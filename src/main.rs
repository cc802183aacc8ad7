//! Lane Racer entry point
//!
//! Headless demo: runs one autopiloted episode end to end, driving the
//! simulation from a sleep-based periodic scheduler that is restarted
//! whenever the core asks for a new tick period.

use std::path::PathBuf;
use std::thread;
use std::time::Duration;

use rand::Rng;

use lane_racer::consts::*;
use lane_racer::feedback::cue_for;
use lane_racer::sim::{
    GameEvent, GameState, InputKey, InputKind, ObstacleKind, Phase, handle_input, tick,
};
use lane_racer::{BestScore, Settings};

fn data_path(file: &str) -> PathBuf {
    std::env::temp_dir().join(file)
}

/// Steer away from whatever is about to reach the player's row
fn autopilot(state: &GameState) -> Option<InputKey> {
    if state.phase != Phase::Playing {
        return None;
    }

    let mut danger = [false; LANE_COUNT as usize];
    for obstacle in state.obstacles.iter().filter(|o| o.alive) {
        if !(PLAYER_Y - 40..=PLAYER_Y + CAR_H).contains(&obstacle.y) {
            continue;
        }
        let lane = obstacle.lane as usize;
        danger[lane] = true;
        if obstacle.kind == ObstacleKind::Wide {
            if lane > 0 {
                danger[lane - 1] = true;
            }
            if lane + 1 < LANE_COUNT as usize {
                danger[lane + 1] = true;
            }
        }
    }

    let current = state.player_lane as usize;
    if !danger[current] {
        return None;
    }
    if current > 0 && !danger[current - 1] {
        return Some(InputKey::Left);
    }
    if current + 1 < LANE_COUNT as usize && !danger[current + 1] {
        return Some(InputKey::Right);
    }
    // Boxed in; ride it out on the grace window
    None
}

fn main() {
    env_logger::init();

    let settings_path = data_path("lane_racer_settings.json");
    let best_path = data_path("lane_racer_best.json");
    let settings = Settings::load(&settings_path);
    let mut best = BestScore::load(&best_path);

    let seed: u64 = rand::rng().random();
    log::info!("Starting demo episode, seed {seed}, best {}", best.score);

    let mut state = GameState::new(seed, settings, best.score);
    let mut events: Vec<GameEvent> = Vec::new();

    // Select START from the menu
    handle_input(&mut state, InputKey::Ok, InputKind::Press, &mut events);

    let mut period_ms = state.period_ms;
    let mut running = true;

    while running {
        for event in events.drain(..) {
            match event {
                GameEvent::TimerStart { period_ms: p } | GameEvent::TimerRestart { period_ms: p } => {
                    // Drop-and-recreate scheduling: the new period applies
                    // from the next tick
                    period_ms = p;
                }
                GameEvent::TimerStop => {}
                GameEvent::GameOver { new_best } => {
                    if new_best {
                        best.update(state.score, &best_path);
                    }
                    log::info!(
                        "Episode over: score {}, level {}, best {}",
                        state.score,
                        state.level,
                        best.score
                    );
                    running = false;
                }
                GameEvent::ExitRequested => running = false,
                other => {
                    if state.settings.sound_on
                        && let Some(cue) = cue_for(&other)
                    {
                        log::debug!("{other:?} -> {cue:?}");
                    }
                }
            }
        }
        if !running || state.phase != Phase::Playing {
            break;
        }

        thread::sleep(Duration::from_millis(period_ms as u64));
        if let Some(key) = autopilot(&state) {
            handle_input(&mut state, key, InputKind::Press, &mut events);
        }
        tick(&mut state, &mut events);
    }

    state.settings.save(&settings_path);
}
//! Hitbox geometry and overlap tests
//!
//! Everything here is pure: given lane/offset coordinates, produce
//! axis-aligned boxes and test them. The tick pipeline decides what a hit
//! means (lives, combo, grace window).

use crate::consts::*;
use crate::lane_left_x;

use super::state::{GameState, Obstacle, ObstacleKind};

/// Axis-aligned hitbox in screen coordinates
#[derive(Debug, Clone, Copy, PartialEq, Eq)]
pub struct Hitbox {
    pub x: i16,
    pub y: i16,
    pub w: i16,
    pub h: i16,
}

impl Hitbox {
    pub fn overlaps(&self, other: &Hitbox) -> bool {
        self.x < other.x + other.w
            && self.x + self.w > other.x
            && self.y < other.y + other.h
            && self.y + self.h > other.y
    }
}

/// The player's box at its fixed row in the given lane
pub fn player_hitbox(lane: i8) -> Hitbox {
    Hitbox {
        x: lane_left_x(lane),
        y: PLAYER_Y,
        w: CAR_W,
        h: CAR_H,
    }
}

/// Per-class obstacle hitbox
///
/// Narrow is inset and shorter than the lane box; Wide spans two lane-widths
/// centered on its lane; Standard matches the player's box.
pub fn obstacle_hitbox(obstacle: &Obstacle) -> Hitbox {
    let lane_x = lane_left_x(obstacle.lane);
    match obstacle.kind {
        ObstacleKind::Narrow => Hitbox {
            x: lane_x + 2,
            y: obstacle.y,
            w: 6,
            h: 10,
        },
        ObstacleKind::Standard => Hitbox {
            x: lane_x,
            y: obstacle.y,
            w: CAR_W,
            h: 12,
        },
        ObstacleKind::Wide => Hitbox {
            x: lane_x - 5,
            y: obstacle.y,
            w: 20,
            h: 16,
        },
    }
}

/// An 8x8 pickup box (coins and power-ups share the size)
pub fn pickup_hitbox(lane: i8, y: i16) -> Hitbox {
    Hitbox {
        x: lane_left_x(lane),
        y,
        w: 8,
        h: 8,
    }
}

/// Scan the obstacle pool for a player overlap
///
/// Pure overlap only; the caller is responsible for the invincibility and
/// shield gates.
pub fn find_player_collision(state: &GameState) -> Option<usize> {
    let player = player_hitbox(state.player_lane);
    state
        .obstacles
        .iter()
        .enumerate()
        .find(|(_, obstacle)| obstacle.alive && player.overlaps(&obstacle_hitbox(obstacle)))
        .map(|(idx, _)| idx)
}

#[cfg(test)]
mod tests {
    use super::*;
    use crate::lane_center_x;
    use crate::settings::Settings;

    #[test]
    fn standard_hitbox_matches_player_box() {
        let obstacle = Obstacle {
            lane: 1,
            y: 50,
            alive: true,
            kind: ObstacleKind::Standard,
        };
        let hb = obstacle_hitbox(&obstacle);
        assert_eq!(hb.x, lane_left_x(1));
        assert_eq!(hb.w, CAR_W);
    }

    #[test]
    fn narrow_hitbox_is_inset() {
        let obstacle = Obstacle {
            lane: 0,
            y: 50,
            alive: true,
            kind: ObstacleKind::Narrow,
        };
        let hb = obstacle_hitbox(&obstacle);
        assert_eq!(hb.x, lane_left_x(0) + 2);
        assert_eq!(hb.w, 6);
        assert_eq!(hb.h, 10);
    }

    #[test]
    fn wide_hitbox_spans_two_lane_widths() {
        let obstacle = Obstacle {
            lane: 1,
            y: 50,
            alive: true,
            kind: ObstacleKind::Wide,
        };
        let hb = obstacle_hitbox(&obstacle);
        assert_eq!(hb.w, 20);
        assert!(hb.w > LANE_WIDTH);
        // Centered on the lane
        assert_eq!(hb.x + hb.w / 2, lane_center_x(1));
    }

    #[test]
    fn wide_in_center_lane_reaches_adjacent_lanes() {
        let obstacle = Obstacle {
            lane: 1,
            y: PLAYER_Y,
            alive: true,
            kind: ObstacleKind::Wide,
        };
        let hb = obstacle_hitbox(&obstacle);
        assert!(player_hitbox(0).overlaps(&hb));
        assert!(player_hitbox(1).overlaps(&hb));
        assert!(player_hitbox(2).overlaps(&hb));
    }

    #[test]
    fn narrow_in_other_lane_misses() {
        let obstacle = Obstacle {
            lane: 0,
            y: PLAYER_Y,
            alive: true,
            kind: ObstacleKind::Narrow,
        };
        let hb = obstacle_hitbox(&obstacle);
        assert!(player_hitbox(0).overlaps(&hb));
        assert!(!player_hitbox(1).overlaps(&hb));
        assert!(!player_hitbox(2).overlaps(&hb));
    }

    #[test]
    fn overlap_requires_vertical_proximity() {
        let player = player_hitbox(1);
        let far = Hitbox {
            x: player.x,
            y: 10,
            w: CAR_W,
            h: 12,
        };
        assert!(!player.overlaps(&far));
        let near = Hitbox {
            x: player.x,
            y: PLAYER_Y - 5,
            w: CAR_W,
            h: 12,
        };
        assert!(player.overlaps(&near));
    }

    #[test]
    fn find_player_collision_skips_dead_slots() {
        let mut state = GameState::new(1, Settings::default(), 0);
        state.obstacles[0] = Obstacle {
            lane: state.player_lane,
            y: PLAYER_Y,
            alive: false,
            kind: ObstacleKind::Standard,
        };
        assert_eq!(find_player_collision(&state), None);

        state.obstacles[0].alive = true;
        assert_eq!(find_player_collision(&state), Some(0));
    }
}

◆ ◆ ◆ ◆ ◆

Problem ->
Reproduce the lines of the entries above from the one with "lane/offset coordinates, produce" to the one with "in screen coordinates", both included, exactly and without any other line.

Solution ->
//! Everything here is pure: given lane/offset coordinates, produce
//! axis-aligned boxes and test them. The tick pipeline decides what a hit
//! means (lives, combo, grace window).

use crate::consts::*;
use crate::lane_left_x;

use super::state::{GameState, Obstacle, ObstacleKind};

/// Axis-aligned hitbox in screen coordinates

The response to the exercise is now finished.